Lieferdienst Delivery Hero: Größter Kurssturz seit Wirecard – Finanzaufsicht ermittelt

Das Logo von Delivery Hero an der Tür der Zentrale
Für Delivery Hero war es eine rabenschwarze Woche. Der Aktienkurs stürzte um mehr als 30 Prozent ab. Nun ermittelt auch die Bafin.
© Britta Pedersen / DPA
Schon die Aufnahme von Delivery Hero in den Dax sorgte für viel Kritik. Am Freitag brach der Aktienwert des Lieferdienstes um 30 Prozent ein. Nun ermittelt auch die Bankenaufsicht Bafin.

Nach dem Ausverkauf am Vortag sind die Aktien des Essenslieferdienstes Delivery Hero am Freitag erneut unter Druck geraten. Immer mehr Anleger verlieren offenbar das Vertrauen in die Perspektiven des Dax-Konzerns. Mit einem Minus bis zu 13 Prozent ging es in Richtung der Marke von 40 Euro. In zwei Handelstagen haben die Titel fast 40 Prozent eingebüßt.

Delivery Hero: Aktie bricht um mehr als 30 Prozent ein

Ein enttäuschender Ausblick hatte die Anleger am Donnerstag ernüchtert. Das Minus von gut 30 Prozent war in der Geschichte des Dax einer der größten prozentualen Tagesverluste. Das Börsenumfeld gebe keinen Spielraum für Fehler, schrieb Analyst Manuel Mühl von der DZ Bank. Der Konzern müsse einen klaren Pfad zur Profitabilität aufzeigen und das Vertrauen zurückgewinnen. Analyst Adrien de Saint Hilaire von der Bank of America gab sich pessimistisch. Er habe das Vertrauen in die operative Gewinnentwicklung von Delivery Hero verloren, schrieb er. 

Etliche Analysten senkten am Freitag ihre Kursziele, liegen damit aber teils immer noch erheblich über dem aktuellen Kurs. Goldman Sachs etwa errechnete ein Kursziel von 130 Euro. Bei Kursen von gut 40 Euro sind diese Ziele eigentlich klare Kaufempfehlungen.

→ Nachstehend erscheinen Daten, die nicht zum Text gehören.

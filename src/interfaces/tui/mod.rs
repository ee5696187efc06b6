//! Terminal User Interface (TUI) module
//!
//! Interactive live-log view. The session driver runs on the tokio runtime;
//! this loop only forwards key presses as commands and redraws the latest
//! published view every tick.

use std::io;
use std::sync::Arc;

use ratatui::{
    Terminal,
    backend::{Backend, CrosstermBackend},
    crossterm::{
        event::{self, Event, KeyEventKind},
        execute,
        terminal::{EnterAlternateScreen, LeaveAlternateScreen, disable_raw_mode, enable_raw_mode},
    },
};
use tracing::{debug, info};

mod action;
mod app;
mod constants;
mod event_handler;
mod ui;

use crate::config::StaticConfig;
use crate::errors::{LiveLogError, Result};
use crate::session::{DriverHandle, LiveLogSession, SessionDriver, SessionSettings};
use crate::source::{HttpLogSource, LogSource};
use app::App;
use constants::TICK_RATE;
use ui::ui;

/// Run the TUI application
pub async fn run_tui(config: Arc<StaticConfig>) -> Result<()> {
    let settings = SessionSettings::from_config(&config)?;
    let source: Arc<dyn LogSource> = Arc::new(HttpLogSource::new(&config.source)?);
    let handle = SessionDriver::spawn(LiveLogSession::new(settings), source);
    let source_label = format!("{}{}", config.source.base_url, config.source.path);

    // Setup terminal
    enable_raw_mode().map_err(terminal_error)?;
    let mut stderr = io::stderr();
    execute!(stderr, EnterAlternateScreen).map_err(terminal_error)?;
    let backend = CrosstermBackend::new(stderr);
    let mut terminal = Terminal::new(backend).map_err(terminal_error)?;

    let mut app = App::new(source_label, handle.view());
    info!("TUI started");
    let res = run_app(&mut terminal, &mut app, &handle);

    // Restore terminal
    disable_raw_mode().map_err(terminal_error)?;
    execute!(terminal.backend_mut(), LeaveAlternateScreen).map_err(terminal_error)?;
    terminal.show_cursor().map_err(terminal_error)?;

    handle.shutdown().await?;
    res
}

/// Main application loop
fn run_app<B: Backend>(terminal: &mut Terminal<B>, app: &mut App, handle: &DriverHandle) -> Result<()>
where
    B::Error: std::fmt::Display,
{
    loop {
        app.sync(handle.view());
        terminal
            .draw(|f| ui(f, app))
            .map_err(|e| LiveLogError::terminal(e.to_string()))?;

        if !event::poll(TICK_RATE).map_err(terminal_error)? {
            continue;
        }
        let Event::Key(key) = event::read().map_err(terminal_error)? else {
            continue;
        };
        if key.kind != KeyEventKind::Press {
            continue;
        }

        let action = event_handler::handle_key_event(app.current_screen, key.code);
        if action.should_quit() {
            debug!("Quit requested");
            return Ok(());
        }
        if let Some(cmd) = app.update(action)
            && let Err(e) = handle.try_send(cmd)
        {
            if handle.is_finished() {
                return Err(e);
            }
            debug!("Dropped {:?}: {}", cmd, e.message());
        }
    }
}

fn terminal_error(e: io::Error) -> LiveLogError {
    LiveLogError::terminal(e.to_string())
}
//! 配置值验证模块
//!
//! 加载完成后统一校验，失败时返回 `LiveLogError::Validation`。

use url::Url;

use super::StaticConfig;
use crate::errors::{LiveLogError, Result};

impl StaticConfig {
    pub fn validate(&self) -> Result<()> {
        validate_base_url(&self.source.base_url)?;

        if !self.source.path.starts_with('/') {
            return Err(LiveLogError::validation(format!(
                "source.path must start with '/': '{}'",
                self.source.path
            )));
        }

        if self.poll.interval_ms == 0 {
            return Err(LiveLogError::validation("poll.interval_ms must be positive"));
        }

        if self.display.default_limit == 0 {
            return Err(LiveLogError::validation(
                "display.default_limit must be positive",
            ));
        }

        if self.display.limit_options.is_empty() {
            return Err(LiveLogError::validation(
                "display.limit_options must not be empty",
            ));
        }

        if let Some(bad) = self.display.limit_options.iter().find(|o| o.value == 0) {
            return Err(LiveLogError::validation(format!(
                "display.limit_options contains zero value (label '{}')",
                bad.label
            )));
        }

        if !matches!(self.logging.format.as_str(), "text" | "json") {
            return Err(LiveLogError::validation(format!(
                "logging.format must be 'text' or 'json', got '{}'",
                self.logging.format
            )));
        }

        Ok(())
    }
}

/// 只接受 http/https 地址
pub fn validate_base_url(raw: &str) -> Result<Url> {
    let url = Url::parse(raw)
        .map_err(|e| LiveLogError::validation(format!("Invalid source.base_url '{}': {}", raw, e)))?;

    match url.scheme() {
        "http" | "https" => Ok(url),
        other => Err(LiveLogError::validation(format!(
            "Unsupported scheme '{}' in source.base_url",
            other
        ))),
    }
}
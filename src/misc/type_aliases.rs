// This Source Code Form is subject to the terms of the Mozilla Public
// License, v. 2.0. If a copy of the MPL was not distributed with this
// file, You can obtain one at http://mozilla.org/MPL/2.0/.

//! Type aliases for common types used all over the code base.

use nalgebra as na;

/// At the moment, the library is focused on f32 computation.
pub type Float = f32;

/// A point with three Float coordinates.
pub type Point3 = na::Point3<Float>;

/// A vector with three Float coordinates.
pub type Vec3 = na::Vector3<Float>;
/// A vector with four Float coordinates (homogeneous 3D point).
pub type Vec4 = na::Vector4<Float>;
/// A dynamically sized vector of Floats, used for latent codes.
pub type DVec = na::DVector<Float>;

/// A 3x3 matrix of Floats.
pub type Mat3 = na::Matrix3<Float>;
/// A 4x4 matrix of Floats.
pub type Mat4 = na::Matrix4<Float>;

/// Type alias to easily spot vectors that are indexed over batch samples.
pub type Batch<T> = Vec<T>;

Dieser Einschätzung mochten sich Anleger vor dem Wochenende nicht anschließen. Denn die Expansionspläne des Unternehmens und die damit verbundenen Ausgaben zwingen die Marktbeobachter dazu, ihre Schätzungen kräftig nach unten anzupassen, wie Experte Mühl erläuterte. Er sieht den fairen Wert bei 50 Euro und empfiehlt, die Papiere zu halten. Nach dem jüngsten Ausverkauf spiegele der Kurs die Risiken angemessen wider.

Bafin überprüft den Kurssturz

Wie die "Wirtschaftswoche" berichtete, überprüft die Finanzaufsichtsbehörde Bafin den Kurssturz der Delivery-Hero-Aktie. Das teilte eine Sprecherin der Bafin am Freitag mit.

"Wir schauen uns das Handelsgeschehen routinemäßig an, das umfasst auch mögliche Verstöße gegen Transparenzpflichten", teilte die Bafin-Sprecherin mit. Delivery Hero wollte sich auf Anfrage der "Wirtschaftswoche" nicht dazu äußern. 

Nach dem jüngsten Ausverkauf bringt es Delivery Hero an der Börse nur noch auf einen Wert von etwas mehr als 10 Milliarden Euro. Blickt man auf die frei handelbaren Aktien, ergibt sich ein Wert des Streubesitzes, der für die Dax-Mitgliedschaft relevant ist, von weniger als 7 Milliarden Euro. Damit droht dem Unternehmen im März der Abstieg in den MDax. So könnte Daimler Truck in den Leitindex aufsteigen.

Beim Aufstieg von Delivery Hero in die erste Börsenliga im Sommer 2020, als das Unternehmen den Zahlungsabwickler Wirecard ersetzte, kritisierten viele Experten den Schritt. Denn der Lieferkonzern hatte im laufenden Geschäft seit der Gründung 2011 noch nie einen Gewinn erzielt. Auf Basis der aktuellen Regeln der Deutschen Börse würde Delivery Hero nicht mehr in den Dax aufsteigen könnten. Dafür muss ein Kandidat zwei Jahre in Folge einen Gewinn vor Zinsen, Steuern und Abschreibungen erzielt haben.